== PROBLEM STATEMENT ==
Find every line below with the word "after" in it, and copy each one.

== Stored items from a collection ==
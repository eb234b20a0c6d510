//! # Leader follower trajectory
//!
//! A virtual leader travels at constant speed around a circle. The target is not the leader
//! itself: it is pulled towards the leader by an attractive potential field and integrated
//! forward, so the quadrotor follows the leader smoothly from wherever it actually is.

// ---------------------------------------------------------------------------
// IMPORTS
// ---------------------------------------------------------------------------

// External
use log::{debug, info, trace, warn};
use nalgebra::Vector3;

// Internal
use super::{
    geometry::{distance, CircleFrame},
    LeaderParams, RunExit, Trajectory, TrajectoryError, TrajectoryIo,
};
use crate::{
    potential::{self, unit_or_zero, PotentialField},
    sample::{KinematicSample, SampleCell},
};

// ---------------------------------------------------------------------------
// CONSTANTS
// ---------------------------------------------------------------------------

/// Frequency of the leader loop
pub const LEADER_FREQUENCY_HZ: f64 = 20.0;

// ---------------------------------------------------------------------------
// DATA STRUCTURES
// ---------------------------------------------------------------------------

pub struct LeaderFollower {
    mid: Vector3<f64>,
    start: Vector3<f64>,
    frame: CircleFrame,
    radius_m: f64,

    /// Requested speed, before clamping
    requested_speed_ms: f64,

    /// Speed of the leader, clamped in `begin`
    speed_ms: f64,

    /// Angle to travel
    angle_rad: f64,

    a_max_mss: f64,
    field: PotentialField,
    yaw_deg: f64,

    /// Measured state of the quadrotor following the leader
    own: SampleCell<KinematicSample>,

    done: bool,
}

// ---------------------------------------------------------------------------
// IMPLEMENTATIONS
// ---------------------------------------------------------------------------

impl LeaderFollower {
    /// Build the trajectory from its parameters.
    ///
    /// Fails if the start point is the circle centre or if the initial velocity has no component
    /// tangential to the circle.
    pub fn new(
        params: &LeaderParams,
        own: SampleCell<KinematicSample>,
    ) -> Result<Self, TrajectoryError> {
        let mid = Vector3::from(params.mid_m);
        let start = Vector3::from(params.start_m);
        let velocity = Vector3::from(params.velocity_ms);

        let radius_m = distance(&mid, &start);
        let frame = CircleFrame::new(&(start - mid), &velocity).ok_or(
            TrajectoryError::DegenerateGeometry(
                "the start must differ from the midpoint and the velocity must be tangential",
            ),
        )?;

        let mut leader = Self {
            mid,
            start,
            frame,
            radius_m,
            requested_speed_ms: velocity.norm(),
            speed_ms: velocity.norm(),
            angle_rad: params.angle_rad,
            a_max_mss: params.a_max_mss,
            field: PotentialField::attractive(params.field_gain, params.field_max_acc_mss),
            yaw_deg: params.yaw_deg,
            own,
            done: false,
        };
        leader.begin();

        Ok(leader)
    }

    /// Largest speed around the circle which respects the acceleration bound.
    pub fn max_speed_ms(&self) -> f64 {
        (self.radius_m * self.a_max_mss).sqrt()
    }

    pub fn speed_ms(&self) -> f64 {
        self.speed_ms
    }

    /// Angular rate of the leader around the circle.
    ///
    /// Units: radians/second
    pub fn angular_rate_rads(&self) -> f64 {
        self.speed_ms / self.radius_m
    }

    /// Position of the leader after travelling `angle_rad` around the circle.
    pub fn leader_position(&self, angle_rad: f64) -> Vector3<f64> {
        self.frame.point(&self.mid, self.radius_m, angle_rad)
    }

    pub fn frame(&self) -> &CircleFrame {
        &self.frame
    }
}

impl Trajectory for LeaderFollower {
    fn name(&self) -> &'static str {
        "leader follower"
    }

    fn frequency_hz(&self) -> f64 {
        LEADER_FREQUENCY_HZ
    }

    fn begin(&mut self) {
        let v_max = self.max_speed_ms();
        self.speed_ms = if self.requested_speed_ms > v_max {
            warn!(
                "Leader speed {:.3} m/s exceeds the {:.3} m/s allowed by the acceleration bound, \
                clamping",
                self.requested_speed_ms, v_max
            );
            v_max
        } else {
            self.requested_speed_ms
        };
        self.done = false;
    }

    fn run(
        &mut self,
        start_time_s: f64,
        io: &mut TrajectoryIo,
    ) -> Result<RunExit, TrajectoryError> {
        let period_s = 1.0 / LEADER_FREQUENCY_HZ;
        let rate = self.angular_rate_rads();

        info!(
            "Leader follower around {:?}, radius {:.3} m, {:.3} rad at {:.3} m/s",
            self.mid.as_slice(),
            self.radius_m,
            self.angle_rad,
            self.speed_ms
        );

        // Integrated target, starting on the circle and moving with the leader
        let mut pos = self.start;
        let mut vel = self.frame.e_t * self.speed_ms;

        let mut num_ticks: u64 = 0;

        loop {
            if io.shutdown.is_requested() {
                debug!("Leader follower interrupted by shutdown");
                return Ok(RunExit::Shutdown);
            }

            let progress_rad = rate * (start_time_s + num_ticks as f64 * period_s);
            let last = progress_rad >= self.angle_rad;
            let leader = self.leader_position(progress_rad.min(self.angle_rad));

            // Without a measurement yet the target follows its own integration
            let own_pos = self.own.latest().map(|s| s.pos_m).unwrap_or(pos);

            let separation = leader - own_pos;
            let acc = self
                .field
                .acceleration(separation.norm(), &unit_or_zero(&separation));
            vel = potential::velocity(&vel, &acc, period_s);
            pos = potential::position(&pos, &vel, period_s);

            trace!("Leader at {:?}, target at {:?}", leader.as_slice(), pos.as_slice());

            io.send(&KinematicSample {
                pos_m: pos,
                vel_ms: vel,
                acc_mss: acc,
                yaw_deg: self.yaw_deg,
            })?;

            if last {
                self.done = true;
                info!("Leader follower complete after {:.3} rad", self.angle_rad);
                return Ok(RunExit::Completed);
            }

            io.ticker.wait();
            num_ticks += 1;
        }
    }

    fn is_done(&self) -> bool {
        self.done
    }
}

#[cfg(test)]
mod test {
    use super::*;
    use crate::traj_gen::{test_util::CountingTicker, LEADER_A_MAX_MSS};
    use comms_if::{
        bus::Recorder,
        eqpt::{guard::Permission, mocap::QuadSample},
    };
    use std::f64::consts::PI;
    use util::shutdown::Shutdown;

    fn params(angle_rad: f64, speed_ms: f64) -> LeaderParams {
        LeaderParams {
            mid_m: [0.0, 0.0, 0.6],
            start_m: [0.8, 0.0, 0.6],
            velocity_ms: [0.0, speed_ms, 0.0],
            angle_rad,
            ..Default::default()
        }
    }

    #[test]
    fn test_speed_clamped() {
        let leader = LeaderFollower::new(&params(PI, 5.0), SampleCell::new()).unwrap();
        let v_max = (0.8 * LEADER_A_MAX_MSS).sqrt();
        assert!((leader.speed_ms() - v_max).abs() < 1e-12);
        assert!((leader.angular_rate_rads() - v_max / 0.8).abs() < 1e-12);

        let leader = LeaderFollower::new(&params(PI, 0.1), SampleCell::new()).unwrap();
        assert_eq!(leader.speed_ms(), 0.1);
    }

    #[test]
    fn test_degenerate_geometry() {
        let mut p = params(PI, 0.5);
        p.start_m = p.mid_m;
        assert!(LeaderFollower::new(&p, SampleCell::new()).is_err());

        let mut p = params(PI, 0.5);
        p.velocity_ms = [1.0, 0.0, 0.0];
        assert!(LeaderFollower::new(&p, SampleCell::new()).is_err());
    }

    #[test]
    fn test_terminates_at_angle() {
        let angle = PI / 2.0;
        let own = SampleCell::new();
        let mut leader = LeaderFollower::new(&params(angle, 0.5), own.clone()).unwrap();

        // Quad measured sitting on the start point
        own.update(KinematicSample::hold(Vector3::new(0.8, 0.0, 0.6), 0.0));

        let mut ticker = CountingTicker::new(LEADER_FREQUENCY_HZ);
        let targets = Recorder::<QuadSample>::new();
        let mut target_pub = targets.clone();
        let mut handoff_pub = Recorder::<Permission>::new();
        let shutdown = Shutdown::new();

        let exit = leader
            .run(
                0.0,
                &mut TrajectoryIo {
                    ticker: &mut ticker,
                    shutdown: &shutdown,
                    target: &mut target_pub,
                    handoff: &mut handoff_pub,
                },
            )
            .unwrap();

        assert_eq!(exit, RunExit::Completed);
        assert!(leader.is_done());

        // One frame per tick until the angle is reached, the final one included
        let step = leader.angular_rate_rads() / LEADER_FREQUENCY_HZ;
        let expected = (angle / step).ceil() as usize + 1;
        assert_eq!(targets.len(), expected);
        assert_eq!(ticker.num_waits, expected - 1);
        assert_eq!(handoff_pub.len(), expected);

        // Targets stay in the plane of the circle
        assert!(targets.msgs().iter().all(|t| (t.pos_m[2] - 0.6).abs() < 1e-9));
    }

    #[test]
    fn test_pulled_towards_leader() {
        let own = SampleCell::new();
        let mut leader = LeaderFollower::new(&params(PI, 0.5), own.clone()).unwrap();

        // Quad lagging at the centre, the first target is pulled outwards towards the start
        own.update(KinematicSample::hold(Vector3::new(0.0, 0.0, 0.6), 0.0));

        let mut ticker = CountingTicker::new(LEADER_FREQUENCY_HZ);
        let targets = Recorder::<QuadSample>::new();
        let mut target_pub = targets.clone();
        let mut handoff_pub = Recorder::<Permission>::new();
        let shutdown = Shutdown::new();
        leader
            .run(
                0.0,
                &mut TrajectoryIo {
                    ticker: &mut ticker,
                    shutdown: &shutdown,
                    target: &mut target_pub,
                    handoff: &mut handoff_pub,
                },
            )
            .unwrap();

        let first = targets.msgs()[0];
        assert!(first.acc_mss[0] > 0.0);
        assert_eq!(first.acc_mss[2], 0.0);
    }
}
---
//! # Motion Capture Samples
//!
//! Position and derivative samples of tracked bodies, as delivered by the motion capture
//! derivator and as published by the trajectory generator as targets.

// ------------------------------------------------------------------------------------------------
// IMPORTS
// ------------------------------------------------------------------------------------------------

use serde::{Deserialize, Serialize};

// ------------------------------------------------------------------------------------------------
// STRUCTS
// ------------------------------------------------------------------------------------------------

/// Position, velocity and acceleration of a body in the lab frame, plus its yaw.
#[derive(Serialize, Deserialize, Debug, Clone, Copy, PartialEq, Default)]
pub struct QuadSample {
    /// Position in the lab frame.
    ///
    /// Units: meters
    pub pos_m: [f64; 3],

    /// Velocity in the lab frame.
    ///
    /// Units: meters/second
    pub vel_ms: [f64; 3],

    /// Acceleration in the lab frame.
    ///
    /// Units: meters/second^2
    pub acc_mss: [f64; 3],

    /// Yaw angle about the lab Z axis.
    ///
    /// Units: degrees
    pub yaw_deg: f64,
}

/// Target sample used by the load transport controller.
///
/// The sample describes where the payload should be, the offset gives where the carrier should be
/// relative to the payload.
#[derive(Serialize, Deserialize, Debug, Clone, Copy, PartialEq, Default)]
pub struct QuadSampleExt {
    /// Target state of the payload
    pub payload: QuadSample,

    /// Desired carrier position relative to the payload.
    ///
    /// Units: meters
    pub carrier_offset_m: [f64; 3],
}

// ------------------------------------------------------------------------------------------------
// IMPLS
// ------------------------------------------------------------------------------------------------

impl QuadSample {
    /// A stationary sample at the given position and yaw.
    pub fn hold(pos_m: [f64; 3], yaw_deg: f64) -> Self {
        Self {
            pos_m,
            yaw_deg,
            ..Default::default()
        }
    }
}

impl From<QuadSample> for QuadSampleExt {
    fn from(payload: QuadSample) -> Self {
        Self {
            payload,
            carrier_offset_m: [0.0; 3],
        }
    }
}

== TASK RESPONSE ==
    /// Position of the leader after travelling `angle_rad` around the circle.
                info!("Leader follower complete after {:.3} rad", self.angle_rad);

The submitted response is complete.